Dataset entries -
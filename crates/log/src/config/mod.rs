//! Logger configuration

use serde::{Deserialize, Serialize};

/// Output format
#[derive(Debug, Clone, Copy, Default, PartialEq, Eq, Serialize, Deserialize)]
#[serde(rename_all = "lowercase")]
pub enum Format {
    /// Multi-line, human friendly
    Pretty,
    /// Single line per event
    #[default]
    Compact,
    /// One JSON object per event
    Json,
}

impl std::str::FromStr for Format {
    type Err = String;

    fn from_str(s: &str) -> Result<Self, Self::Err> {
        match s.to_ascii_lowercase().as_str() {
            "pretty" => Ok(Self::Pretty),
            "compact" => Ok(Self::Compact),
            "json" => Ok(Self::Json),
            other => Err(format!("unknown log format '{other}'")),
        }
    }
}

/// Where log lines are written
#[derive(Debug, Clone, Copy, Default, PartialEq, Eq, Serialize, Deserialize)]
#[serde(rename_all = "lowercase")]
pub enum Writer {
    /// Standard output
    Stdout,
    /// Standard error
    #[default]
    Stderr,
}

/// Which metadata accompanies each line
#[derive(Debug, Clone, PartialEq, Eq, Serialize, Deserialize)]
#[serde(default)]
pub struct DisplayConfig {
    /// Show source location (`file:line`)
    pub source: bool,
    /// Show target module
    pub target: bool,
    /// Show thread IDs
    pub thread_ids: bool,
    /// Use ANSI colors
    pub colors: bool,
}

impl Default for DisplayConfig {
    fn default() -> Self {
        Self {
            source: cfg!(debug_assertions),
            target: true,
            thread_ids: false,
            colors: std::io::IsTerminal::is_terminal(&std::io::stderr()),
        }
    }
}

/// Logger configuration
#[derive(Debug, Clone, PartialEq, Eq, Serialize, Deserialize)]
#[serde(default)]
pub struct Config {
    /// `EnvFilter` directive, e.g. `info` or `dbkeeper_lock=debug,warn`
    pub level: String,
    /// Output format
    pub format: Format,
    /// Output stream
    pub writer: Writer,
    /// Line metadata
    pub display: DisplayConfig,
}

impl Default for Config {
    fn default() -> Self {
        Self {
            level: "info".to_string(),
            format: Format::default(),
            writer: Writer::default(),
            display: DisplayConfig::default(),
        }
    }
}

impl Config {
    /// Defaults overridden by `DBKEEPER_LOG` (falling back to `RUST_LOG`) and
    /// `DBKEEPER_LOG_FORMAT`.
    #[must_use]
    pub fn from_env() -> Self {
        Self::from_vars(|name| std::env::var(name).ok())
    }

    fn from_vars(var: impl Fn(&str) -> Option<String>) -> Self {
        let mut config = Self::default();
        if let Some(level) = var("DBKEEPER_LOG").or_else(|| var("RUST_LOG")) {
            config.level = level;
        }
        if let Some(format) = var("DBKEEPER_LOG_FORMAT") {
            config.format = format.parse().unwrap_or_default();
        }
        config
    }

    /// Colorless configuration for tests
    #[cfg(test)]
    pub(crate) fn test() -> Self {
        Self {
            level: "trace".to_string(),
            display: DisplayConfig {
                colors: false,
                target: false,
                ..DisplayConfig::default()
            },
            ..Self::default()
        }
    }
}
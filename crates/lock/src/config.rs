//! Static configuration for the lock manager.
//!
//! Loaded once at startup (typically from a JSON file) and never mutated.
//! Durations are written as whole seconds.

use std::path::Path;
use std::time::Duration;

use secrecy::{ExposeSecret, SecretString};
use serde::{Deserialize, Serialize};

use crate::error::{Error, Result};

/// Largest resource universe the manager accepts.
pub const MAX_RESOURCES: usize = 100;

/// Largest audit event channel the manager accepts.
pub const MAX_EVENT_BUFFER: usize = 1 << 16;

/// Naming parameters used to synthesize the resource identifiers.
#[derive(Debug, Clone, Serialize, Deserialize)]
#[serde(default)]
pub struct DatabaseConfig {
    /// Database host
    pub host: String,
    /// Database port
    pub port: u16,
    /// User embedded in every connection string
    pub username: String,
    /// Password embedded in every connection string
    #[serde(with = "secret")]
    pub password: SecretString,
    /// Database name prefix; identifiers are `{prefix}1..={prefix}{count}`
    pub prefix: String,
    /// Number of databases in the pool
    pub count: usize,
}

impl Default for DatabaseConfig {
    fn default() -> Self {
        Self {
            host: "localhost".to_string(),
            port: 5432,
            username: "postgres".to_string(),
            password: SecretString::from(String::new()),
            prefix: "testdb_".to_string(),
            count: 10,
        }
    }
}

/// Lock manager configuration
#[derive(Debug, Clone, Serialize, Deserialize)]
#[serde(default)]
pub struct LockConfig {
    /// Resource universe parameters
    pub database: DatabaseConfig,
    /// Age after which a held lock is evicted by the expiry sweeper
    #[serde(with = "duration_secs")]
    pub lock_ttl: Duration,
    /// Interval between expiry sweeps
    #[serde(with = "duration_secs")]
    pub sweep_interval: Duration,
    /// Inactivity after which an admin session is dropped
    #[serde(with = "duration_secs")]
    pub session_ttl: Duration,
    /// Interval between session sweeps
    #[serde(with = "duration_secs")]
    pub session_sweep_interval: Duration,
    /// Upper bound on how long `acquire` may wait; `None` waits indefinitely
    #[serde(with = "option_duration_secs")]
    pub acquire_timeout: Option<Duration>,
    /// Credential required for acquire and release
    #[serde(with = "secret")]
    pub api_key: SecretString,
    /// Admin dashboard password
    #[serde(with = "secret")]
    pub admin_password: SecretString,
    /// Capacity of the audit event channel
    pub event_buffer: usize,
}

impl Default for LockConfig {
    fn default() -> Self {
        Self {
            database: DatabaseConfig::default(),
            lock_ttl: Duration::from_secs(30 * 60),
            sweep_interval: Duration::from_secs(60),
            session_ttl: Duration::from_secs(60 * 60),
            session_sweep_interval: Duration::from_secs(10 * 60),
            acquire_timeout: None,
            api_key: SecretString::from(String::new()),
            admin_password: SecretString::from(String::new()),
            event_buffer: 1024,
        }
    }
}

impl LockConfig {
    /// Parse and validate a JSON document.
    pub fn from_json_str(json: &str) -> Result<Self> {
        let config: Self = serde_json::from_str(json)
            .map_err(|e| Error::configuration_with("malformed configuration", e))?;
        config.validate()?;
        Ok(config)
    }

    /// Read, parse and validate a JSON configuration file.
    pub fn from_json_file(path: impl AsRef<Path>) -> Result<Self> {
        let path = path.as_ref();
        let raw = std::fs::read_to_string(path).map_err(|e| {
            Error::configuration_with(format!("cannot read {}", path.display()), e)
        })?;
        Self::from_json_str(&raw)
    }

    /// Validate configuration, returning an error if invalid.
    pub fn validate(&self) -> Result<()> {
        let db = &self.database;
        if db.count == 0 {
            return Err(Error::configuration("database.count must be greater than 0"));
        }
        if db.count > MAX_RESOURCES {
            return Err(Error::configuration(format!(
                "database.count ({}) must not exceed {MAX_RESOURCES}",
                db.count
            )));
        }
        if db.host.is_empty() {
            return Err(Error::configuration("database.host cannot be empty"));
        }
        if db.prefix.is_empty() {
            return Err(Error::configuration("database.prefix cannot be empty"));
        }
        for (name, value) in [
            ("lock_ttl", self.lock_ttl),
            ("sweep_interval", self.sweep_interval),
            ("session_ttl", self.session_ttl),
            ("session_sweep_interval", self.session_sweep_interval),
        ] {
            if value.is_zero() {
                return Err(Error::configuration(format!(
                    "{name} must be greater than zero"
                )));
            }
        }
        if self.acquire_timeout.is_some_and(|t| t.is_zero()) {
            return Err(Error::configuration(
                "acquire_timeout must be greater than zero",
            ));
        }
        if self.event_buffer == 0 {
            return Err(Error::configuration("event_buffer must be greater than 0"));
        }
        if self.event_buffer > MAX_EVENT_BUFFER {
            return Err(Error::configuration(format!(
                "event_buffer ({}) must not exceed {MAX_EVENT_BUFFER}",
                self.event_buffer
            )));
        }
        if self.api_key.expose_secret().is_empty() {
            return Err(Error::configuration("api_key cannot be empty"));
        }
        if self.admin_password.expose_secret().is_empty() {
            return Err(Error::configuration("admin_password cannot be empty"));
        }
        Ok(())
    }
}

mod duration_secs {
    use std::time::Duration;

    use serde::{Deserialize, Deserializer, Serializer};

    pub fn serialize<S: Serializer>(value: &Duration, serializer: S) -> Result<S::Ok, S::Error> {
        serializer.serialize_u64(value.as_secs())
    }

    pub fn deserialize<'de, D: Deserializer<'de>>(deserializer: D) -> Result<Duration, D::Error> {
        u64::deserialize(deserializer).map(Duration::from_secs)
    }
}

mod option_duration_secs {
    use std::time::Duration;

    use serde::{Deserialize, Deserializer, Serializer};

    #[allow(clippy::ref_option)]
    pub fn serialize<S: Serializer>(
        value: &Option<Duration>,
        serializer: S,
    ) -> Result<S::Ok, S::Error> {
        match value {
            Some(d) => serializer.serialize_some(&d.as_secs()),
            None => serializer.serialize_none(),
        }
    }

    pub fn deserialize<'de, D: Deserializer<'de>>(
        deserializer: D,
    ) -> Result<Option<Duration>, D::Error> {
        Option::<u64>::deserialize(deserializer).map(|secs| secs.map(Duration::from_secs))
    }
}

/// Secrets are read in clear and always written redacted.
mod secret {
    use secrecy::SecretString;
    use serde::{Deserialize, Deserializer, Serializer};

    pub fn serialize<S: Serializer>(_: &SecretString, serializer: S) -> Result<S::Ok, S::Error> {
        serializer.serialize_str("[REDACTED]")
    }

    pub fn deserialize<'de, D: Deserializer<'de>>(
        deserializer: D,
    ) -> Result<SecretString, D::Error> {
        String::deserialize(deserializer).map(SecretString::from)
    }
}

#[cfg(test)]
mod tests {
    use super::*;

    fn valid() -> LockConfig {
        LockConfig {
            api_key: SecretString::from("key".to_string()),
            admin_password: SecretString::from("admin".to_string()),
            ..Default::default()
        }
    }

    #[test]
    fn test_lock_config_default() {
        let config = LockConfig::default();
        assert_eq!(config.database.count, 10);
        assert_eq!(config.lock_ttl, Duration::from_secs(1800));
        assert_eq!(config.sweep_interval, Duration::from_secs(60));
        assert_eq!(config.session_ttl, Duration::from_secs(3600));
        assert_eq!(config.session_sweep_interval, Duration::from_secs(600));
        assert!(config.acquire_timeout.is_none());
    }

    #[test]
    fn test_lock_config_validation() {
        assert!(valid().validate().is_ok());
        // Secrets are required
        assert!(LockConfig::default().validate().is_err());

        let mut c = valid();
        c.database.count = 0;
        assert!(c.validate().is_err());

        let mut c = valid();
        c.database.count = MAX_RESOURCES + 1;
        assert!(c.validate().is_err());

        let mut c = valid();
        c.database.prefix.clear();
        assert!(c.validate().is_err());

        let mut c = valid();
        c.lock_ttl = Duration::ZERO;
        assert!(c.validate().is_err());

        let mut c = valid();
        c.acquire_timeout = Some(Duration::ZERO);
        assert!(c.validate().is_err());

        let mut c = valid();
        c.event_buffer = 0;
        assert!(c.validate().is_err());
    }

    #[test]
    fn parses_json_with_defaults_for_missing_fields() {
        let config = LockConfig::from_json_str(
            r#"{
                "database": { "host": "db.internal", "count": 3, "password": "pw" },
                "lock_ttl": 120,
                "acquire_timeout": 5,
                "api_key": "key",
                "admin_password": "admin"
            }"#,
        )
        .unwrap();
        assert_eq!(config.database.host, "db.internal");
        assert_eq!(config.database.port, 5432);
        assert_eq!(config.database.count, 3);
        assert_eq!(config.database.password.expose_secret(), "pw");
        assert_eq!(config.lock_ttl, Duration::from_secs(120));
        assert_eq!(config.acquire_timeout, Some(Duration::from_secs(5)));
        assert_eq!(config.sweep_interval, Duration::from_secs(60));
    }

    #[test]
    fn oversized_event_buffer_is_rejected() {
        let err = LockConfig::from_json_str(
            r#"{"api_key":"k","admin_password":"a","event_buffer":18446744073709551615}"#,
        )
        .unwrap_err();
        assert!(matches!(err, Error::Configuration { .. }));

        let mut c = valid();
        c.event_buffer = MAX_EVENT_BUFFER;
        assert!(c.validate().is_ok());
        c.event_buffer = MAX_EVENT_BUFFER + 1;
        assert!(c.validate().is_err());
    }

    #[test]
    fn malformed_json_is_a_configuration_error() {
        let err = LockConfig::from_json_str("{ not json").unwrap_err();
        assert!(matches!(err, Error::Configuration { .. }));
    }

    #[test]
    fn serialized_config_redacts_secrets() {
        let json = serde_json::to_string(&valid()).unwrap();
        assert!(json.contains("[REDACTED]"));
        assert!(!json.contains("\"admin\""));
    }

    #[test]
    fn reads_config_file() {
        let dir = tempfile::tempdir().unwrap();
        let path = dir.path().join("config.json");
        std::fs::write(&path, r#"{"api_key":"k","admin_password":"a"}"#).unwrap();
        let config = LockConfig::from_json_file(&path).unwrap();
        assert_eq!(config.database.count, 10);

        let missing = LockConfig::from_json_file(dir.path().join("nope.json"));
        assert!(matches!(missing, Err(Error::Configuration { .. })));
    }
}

DESCRIPTION OF THE TASK - Identify the lines of the data that contain the word "connection". Copy each of them.

OUTPUT FOR THIS EXERCISE -
    /// User embedded in every connection string
    /// Password embedded in every connection string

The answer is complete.